King Kong Escapes is a delightful film, indeed. It's aimed at a younger audience, but doesn't adopt a condescending attitude like many kids' films. Watching it as an adult is therefore not a chore, unless you're some kind of monster who dislikes guys in rubber suits beating on each other on miniature sets. Of course, while the film is perfect for a young audience in most respects, parents should be cautioned: while the defeat of Gorosaurus is completely bloodless (unlike its inspiration), both Madame Piranha and Dr. Who meet violent, bloody ends. Usually creature violence is considered less horrifying than human violence, but this film is quite the opposite. There's no Disney-esque move of chucking the villain off a cliff: Dr. Who dies pinned beneath heavy machinery, coughing up blood, and then is drowned by a few thousand gallons of sea water.

Aside from that, there's really nothing beyond a bit of typical late 60s chauvinism to make it unsuitable for kids. Well, that and the bizarre bit of racism that has Nomura doing all the actual heroics and sets up a relationship between him and Watson, only for Watson to run to Nelson's arms at the end! Nelson has more chemistry with Dr. Who than he does with Watson, but I'm guessing someone was afraid that American audiences would be furious at a Japanese man being involved with a white woman. (The inverse would, naturally, not have been a big deal at all--for reasons of racist logic that I won't rant about here) Of course, this being a kaiju film we are spared them kissing*, so feel free to interpret the embrace as Watson receiving comfort from a father figure, while she really loves Nomura.

[*For some reason, perhaps a cultural one, kaiju eiga never have any kissing in them that I've seen, no matter how heavily a romance is implied between two characters. The only exception that I know of being Invasion of Astro-Monster, where we briefly see Nick Adams and Kumi Mizuno kissing. (Which proves my other point above, sort of) This is why it amuses me that people interpret the ending of Pacific Rim as Mako and Raleigh not being romantically involved. By kaiju eiga tradition, they were practically necking]

"Enough about the human characters," you say, "what about the monster action?" Well, as I've said the King Kong suit is the worst ape suit Toho ever produced and the sea serpent, while well crafted, is so obviously inanimate that poor Haruo Nakajima (who else?) in the Kong suit is forced to wrap it around himself in order to "fight" it. However, MechaniKong is the second most awesome mechanical doppelganger that Toho would deliver in the Showa era--and Gorosaurus is by far the best man in a suit therapod put to film, in my opinion. The fight scenes are also well-choreographed. The Gorosaurus fight could easily have been nothing but a sad recreation of the original Kong vs. T-Rex fight, but the addition of Gorosaurus's kangaroo kick gives it a bit more life.
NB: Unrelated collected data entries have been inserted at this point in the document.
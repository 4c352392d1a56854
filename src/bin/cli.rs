//! ku-notify CLI
//!
//! Local execution entry point, meant to be run once per cron tick.
//! For AWS Lambda, use `ku-notify-lambda`.

use std::path::PathBuf;

use clap::{Parser, Subcommand};
use ku_notify::{
    error::Result,
    models::Config,
    notify::{self, LogNotifier, Notifier},
    pipeline,
    storage::{BatchStore, LocalStorage, MemoryStore},
};

/// ku-notify - Kerala University exam notification watcher
#[derive(Parser, Debug)]
#[command(name = "ku-notify", version, about = "Emails new exam portal notifications")]
struct Cli {
    /// Path to the TOML configuration file
    #[arg(short, long, default_value = "ku-notify.toml")]
    config: PathBuf,

    /// Override the storage directory from the configuration
    #[arg(short, long)]
    storage_dir: Option<PathBuf>,

    /// Enable verbose logging
    #[arg(short, long)]
    verbose: bool,

    #[command(subcommand)]
    command: Command,
}

#[derive(Subcommand, Debug)]
enum Command {
    /// Fetch the portal once, update the stored batch and send a digest
    Check {
        /// Compare against the stored batch without writing or emailing
        #[arg(long)]
        dry_run: bool,
    },

    /// Validate configuration
    Validate,

    /// Show the currently stored batch
    Show,
}

/// Initialize logging based on verbosity flag.
fn init_logging(verbose: bool) {
    let level = if verbose { "debug" } else { "info" };
    env_logger::Builder::from_env(env_logger::Env::default().default_filter_or(level))
        .format_timestamp_secs()
        .init();
}

/// Main entry point for the CLI application.
#[tokio::main]
async fn main() -> Result<()> {
    let cli = Cli::parse();
    init_logging(cli.verbose);

    let mut config = match Config::load_or_default(&cli.config) {
        Ok(config) => config,
        Err(e) => {
            log::error!("Failed to load config from {}: {}", cli.config.display(), e);
            return Err(e);
        }
    };
    config.apply_env();
    if let Some(dir) = cli.storage_dir {
        config.storage.dir = dir;
    }

    let storage = LocalStorage::from_config(&config.storage);

    match cli.command {
        Command::Check { dry_run } => {
            config.validate()?;

            let report = if dry_run {
                log::info!("Dry run: changes are not stored and no email is sent");
                let scratch = MemoryStore::with_rows(storage.get_all().await?);
                pipeline::run_once(&config, &scratch, &LogNotifier).await?
            } else {
                let notifier: Box<dyn Notifier> = notify::from_config(&config.email)?;
                pipeline::run_once(&config, &storage, notifier.as_ref()).await?
            };

            log::info!("Report: {}", serde_json::to_string(&report)?);
        }

        Command::Validate => {
            log::info!("Validating configuration...");

            if let Err(e) = config.validate() {
                log::error!("Config validation failed: {}", e);
                return Err(e);
            }
            log::info!("✓ Portal: {}", config.portal.url);
            log::info!(
                "✓ Filter: year {} with keywords {:?}",
                config.filter.year,
                config.filter.keywords
            );
            log::info!(
                "✓ Email: {}",
                if config.email.api_key.is_some() {
                    "enabled"
                } else {
                    "log only (RESEND_API_KEY not set)"
                }
            );
            log::info!("All validations passed!");
        }

        Command::Show => match storage.load_batch().await? {
            Some(batch) => {
                log::info!(
                    "{} rows stored at {} (updated {})",
                    batch.count,
                    storage.batch_path().display(),
                    batch.updated_at
                );
                for row in &batch.rows {
                    log::info!("{}", row.format("[{date}] {name} {link}"));
                }
            }
            None => log::info!("No batch stored yet."),
        },
    }

    Ok(())
}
The real standout, though, is the final fight in Tokyo. Rather than the expected wrestling match, it becomes an odd game of "King of the Hill" as MechaniKong climbs up Tokyo Tower with Watson in one hand while Kong gives pursuit. The Tokyo Tower "miniature" (I say because clearly it's a massive set, only small by comparison to the real thing) is wonderfully built and the fight is actually pretty suspenseful.

I also appreciate that the relationship between Kong and Watson is more one of friendship and admiration than the traditional ape lust. Aside from Nelson's casually sexist joke about Kong being tamed by her because she's a looker, there's never really a hint that the ape thinks of her as anything but a tiny pet.

In the end, King Kong Escapes is exactly what it sets out to be: a fun matinee flick. It's not deep, nor is it an enduring classic like original King Kong. However, it's a far better "remake" than either the Dino de Laurentiis or even Peter Jackson attempts. After all, it actually remembers the dinosaurs and it's not 3 hours long.

Also, it has Doctor Who: International Judas.

And if he ever met the other Doctor Who, he'd become That Intergalactic Judas.
What's this?  A special guest to deliver one last closing comment? Well, I guess this is still close enough to count for AlloSunday.

I say, Doctor Who in the Arctic? I'm prepared!